GOAL OF THE EXERCISE:
Please copy each line of the listing that includes the string "impl".

MATERIALS PROVIDED:
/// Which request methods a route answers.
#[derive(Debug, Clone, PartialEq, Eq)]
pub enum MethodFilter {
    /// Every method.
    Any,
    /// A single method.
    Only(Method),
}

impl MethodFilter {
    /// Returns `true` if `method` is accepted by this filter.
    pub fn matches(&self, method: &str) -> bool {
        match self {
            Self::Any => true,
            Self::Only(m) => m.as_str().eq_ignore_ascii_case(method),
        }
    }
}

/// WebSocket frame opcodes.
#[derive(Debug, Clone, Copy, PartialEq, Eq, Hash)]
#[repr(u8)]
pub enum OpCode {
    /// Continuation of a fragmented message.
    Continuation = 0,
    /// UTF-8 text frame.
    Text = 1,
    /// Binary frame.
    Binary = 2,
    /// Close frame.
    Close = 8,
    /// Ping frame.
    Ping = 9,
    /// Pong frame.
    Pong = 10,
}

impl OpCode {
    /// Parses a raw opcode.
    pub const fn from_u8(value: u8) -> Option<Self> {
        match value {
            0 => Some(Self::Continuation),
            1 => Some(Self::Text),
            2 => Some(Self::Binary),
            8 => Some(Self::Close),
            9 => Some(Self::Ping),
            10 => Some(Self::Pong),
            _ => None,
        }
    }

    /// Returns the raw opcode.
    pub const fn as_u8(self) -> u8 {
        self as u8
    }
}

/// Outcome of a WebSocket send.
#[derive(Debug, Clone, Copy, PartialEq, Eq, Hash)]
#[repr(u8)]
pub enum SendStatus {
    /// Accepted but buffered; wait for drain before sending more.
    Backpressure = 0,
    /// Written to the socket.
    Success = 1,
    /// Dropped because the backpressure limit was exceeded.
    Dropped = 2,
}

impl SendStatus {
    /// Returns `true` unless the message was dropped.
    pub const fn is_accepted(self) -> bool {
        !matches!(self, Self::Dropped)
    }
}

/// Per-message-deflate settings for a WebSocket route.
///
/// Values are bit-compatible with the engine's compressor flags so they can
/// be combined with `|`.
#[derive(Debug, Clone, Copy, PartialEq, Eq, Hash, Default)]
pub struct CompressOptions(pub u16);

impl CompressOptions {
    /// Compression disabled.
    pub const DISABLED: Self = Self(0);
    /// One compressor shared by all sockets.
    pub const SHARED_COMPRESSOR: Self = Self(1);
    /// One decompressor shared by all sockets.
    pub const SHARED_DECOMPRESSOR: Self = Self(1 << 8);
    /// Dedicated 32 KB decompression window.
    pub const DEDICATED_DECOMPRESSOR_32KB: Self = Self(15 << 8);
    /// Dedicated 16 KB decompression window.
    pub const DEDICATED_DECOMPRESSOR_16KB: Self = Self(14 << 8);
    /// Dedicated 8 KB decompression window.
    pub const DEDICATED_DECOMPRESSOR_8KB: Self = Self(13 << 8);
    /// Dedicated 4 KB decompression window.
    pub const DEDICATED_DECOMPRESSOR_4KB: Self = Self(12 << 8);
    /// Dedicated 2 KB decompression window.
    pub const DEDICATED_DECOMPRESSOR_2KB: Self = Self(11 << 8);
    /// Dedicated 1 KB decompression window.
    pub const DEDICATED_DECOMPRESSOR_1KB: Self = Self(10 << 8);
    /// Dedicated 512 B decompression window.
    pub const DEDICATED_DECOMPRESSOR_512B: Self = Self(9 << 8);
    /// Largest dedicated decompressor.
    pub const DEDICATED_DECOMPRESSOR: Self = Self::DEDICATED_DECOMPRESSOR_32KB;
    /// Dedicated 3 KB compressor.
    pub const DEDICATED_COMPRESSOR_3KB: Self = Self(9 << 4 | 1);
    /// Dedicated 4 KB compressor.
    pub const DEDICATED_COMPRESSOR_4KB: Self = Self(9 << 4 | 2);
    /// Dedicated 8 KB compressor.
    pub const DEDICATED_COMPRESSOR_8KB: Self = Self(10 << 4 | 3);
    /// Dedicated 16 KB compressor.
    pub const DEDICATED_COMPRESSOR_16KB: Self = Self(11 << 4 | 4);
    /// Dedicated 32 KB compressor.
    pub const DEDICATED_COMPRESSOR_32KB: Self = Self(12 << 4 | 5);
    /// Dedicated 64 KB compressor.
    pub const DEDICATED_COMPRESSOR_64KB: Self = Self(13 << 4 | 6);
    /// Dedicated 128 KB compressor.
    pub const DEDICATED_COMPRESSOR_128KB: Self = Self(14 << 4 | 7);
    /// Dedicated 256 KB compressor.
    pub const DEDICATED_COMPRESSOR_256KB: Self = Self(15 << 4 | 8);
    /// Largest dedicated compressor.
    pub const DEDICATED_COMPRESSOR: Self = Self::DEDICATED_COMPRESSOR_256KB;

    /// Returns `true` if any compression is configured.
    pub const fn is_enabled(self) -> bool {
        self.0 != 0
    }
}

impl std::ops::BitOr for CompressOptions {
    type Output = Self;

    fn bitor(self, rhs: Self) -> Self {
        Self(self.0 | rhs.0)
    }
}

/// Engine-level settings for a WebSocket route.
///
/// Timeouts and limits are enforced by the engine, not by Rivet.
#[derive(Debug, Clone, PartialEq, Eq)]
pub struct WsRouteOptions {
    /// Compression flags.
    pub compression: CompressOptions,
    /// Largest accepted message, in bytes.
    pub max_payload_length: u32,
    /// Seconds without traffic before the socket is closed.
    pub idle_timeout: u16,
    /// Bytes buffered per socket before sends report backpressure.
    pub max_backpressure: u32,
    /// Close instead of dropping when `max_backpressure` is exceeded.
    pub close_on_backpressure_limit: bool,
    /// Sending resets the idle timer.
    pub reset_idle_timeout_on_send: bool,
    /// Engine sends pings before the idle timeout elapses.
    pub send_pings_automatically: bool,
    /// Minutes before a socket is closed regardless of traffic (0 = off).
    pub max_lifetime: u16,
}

ANSWER BOX:
impl MethodFilter {
impl OpCode {
impl SendStatus {
impl CompressOptions {
impl std::ops::BitOr for CompressOptions {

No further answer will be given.